## [GIVEN RECORDS]
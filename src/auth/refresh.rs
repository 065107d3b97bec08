//! OAuth 2.0 `refresh_token` grant against Google's token endpoint.

use super::StoredAccessToken;
use crate::errors::AuthenticationError;
use crate::transport::{HttpMethod, HttpRequest, HttpTransport, RequestBody};
use chrono::Utc;
use secrecy::{ExposeSecret, SecretString};
use serde::{Deserialize, Serialize};
use std::sync::Arc;
use tracing::debug;
use url::Url;

/// Exchanges refresh tokens for access tokens.
pub struct TokenRefresher {
    transport: Arc<dyn HttpTransport>,
    token_url: Url,
    client_id: String,
    client_secret: SecretString,
    scope: Option<String>,
}

#[derive(Serialize)]
struct RefreshRequest<'a> {
    client_id: &'a str,
    client_secret: &'a str,
    refresh_token: &'a str,
    grant_type: &'a str,
    #[serde(skip_serializing_if = "Option::is_none")]
    scope: Option<&'a str>,
}

#[derive(Deserialize)]
struct RefreshResponse {
    access_token: String,
    #[serde(default)]
    token_type: Option<String>,
    #[serde(default)]
    expires_in: Option<i64>,
    #[serde(default)]
    scope: Option<String>,
    #[serde(default)]
    refresh_token: Option<String>,
}

#[derive(Deserialize)]
struct OAuthErrorResponse {
    error: String,
    #[serde(default)]
    error_description: Option<String>,
}

impl TokenRefresher {
    /// Creates a refresher for the given client credentials.
    pub fn new(
        transport: Arc<dyn HttpTransport>,
        token_url: Url,
        client_id: impl Into<String>,
        client_secret: SecretString,
    ) -> Self {
        Self {
            transport,
            token_url,
            client_id: client_id.into(),
            client_secret,
            scope: None,
        }
    }

    /// Restricts refreshed tokens to `scopes`.
    pub fn with_scopes(mut self, scopes: &[&str]) -> Self {
        self.scope = Some(scopes.join(" ")).filter(|s| !s.is_empty());
        self
    }

    /// Performs the grant and returns the token in its persisted shape,
    /// stamped with the current time as `created`.
    pub async fn refresh(
        &self,
        refresh_token: &SecretString,
    ) -> Result<StoredAccessToken, AuthenticationError> {
        if refresh_token.expose_secret().is_empty() {
            return Err(AuthenticationError::InvalidGrant(
                "account has no refresh token".to_string(),
            ));
        }

        let form = serde_urlencoded::to_string(RefreshRequest {
            client_id: &self.client_id,
            client_secret: self.client_secret.expose_secret(),
            refresh_token: refresh_token.expose_secret(),
            grant_type: "refresh_token",
            scope: self.scope.as_deref(),
        })
        .map_err(|e| AuthenticationError::RefreshFailed(format!("Failed to encode form: {}", e)))?;

        debug!(url = %self.token_url, "Refreshing access token");

        let request = HttpRequest::new(HttpMethod::Post, self.token_url.clone())
            .with_body(RequestBody::Form(form));

        let response = self.transport.send(request).await.map_err(|e| {
            AuthenticationError::RefreshFailed(format!("HTTP request failed: {}", e))
        })?;

        if !response.status.is_success() {
            let status = response.status;
            if let Ok(error) = serde_json::from_slice::<OAuthErrorResponse>(&response.body) {
                let message = error.error_description.unwrap_or_else(|| error.error.clone());
                if error.error == "invalid_grant" {
                    return Err(AuthenticationError::InvalidGrant(message));
                }
                return Err(AuthenticationError::RefreshFailed(format!(
                    "Token refresh failed with status {}: {}",
                    status, message
                )));
            }
            return Err(AuthenticationError::RefreshFailed(format!(
                "Token refresh failed with status {}: {}",
                status,
                String::from_utf8_lossy(&response.body)
            )));
        }

        let refreshed: RefreshResponse = serde_json::from_slice(&response.body).map_err(|e| {
            AuthenticationError::RefreshFailed(format!("Failed to parse response: {}", e))
        })?;

        if refreshed.access_token.is_empty() {
            return Err(AuthenticationError::RefreshFailed(
                "Token endpoint returned an empty access token".to_string(),
            ));
        }

        Ok(StoredAccessToken {
            access_token: refreshed.access_token,
            token_type: refreshed.token_type.unwrap_or_else(|| "Bearer".to_string()),
            expires_in: refreshed.expires_in.unwrap_or(3600),
            created: Some(Utc::now().timestamp()),
            scope: refreshed.scope,
            refresh_token: refreshed.refresh_token,
        })
    }
}
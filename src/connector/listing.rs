//! Folder listing, breadcrumbs and single-item lookup.

use super::{folder_id, DriveConnector, ROOT_FOLDER};
use crate::client::GoogleDriveClient;
use crate::errors::ConnectorResult;
use crate::mapping::{map_item, GenericFileItem, MappingContext};
use crate::provider::{ListArgs, ListResponse};
use crate::types::{DriveFile, ListFilesParams};
use std::collections::HashSet;
use tracing::{debug, warn};

/// Escapes a value for a single-quoted Drive query literal.
pub(crate) fn escape_query(value: &str) -> String {
    value.replace('\\', "\\\\").replace('\'', "\\'")
}

/// Query for the non-trashed children of `folder`, optionally filtered by
/// name.
pub(crate) fn children_query(folder: &str, pattern: Option<&str>) -> String {
    let mut query = format!("'{}' in parents and trashed = false", escape_query(folder));
    if let Some(pattern) = pattern.filter(|p| !p.is_empty()) {
        query.push_str(&format!(" and name contains '{}'", escape_query(pattern)));
    }
    query
}

fn map_children(files: &[DriveFile], ctx: &MappingContext) -> Vec<GenericFileItem> {
    files
        .iter()
        .filter_map(|file| match map_item(file, ctx) {
            Ok(item) => Some(item),
            Err(e) => {
                debug!(file_id = %file.id, error = %e, "Skipping unmappable child");
                None
            }
        })
        .collect()
}

impl DriveConnector {
    pub(super) async fn list_children(&self, args: ListArgs) -> ConnectorResult<ListResponse> {
        self.ensure_type(&args.storage_type)?;
        let client = self.client().await?;

        let folder = folder_id(&args.path);
        let params = ListFilesParams {
            q: Some(children_query(&folder, args.pattern.as_deref())),
            order_by: self.config.order_by.clone(),
            page_size: self.config.page_size,
            ..Default::default()
        };

        let collected = client.files().list_all_lenient(params).await;
        let truncated = collected.is_truncated();
        if let Some(error) = collected.error {
            warn!(
                folder = %folder,
                pages = collected.pages_fetched,
                error = %error,
                "Listing stopped at a failed page"
            );
            if error.is_unauthorized() {
                self.invalidate_client().await;
            }
        }

        let ctx = self.mapping_context();
        let items = map_children(&collected.items, &ctx);

        let path = if args.path_required {
            Some(self.breadcrumb(&client, &folder, &ctx).await)
        } else {
            None
        };

        debug!(folder = %folder, count = items.len(), truncated, "Listed folder");
        Ok(ListResponse {
            items,
            path,
            truncated,
        })
    }

    /// Current folder first, then its ancestors up to, not including, the
    /// root.
    async fn breadcrumb(
        &self,
        client: &GoogleDriveClient,
        folder: &str,
        ctx: &MappingContext,
    ) -> Vec<GenericFileItem> {
        let mut path = Vec::new();
        if folder == ROOT_FOLDER {
            return path;
        }

        let files = client.files();
        let root_id = match files.root_id().await {
            Ok(id) => Some(id),
            Err(e) => {
                warn!(error = %e, "Could not resolve root folder id");
                None
            }
        };
        let is_root = |id: &str| id == ROOT_FOLDER || root_id.as_deref() == Some(id);

        let mut visited = HashSet::new();
        let mut current = folder.to_string();
        while !is_root(&current) {
            if !visited.insert(current.clone()) {
                warn!(folder = %current, "Parent chain loops, stopping");
                break;
            }

            let file = match files.get(&current).await {
                Ok(file) => file,
                Err(e) => {
                    warn!(folder = %current, error = %e, "Breadcrumb walk stopped");
                    break;
                }
            };
            // Without a root id, the parentless folder at the top is the root.
            if root_id.is_none() && file.parents.is_empty() {
                break;
            }
            if let Ok(item) = map_item(&file, ctx) {
                path.push(item);
            }

            match file.parents.first() {
                Some(parent) => current = parent.clone(),
                None => break,
            }
        }
        path
    }

    /// Looks up one item. Not found is `Ok(None)`.
    pub(super) async fn lookup(&self, file_id: &str) -> ConnectorResult<Option<GenericFileItem>> {
        let client = self.client().await?;
        let file = match client.files().get(file_id).await {
            Ok(file) => file,
            Err(e) if e.is_not_found() => return Ok(None),
            Err(e) => return Err(self.remote_error(e).await),
        };

        match map_item(&file, &self.mapping_context()) {
            Ok(item) => Ok(Some(item)),
            Err(e) => {
                debug!(file_id, error = %e, "Item cannot be mapped");
                Ok(None)
            }
        }
    }
}

#[cfg(test)]
mod tests {
    use super::*;
    use crate::types::mime_types;

    #[test]
    fn test_children_query() {
        assert_eq!(
            children_query("root", None),
            "'root' in parents and trashed = false"
        );
        assert_eq!(
            children_query("abc", Some("report")),
            "'abc' in parents and trashed = false and name contains 'report'"
        );
        assert_eq!(
            children_query("abc", Some("")),
            "'abc' in parents and trashed = false"
        );
    }

    #[test]
    fn test_query_values_are_escaped() {
        assert_eq!(escape_query("it's"), "it\\'s");
        assert_eq!(escape_query("a\\b"), "a\\\\b");
        assert_eq!(
            children_query("root", Some("x' or '1'='1")),
            "'root' in parents and trashed = false and name contains 'x\\' or \\'1\\'=\\'1'"
        );
    }

    #[test]
    fn test_unmappable_children_are_dropped() {
        let files = vec![
            DriveFile {
                id: "a".to_string(),
                name: "a".to_string(),
                mime_type: "text/plain".to_string(),
                ..Default::default()
            },
            DriveFile {
                id: String::new(),
                name: "broken".to_string(),
                mime_type: mime_types::FOLDER.to_string(),
                ..Default::default()
            },
        ];
        let items = map_children(&files, &MappingContext::new(1));
        assert_eq!(items.len(), 1);
        assert_eq!(items[0].id, "a");
    }
}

## [TASK STATEMENT]
All lines above that include the word "errors" should be located and copied.

## [TASK SOLUTION]
use crate::errors::AuthenticationError;
use crate::errors::ConnectorResult;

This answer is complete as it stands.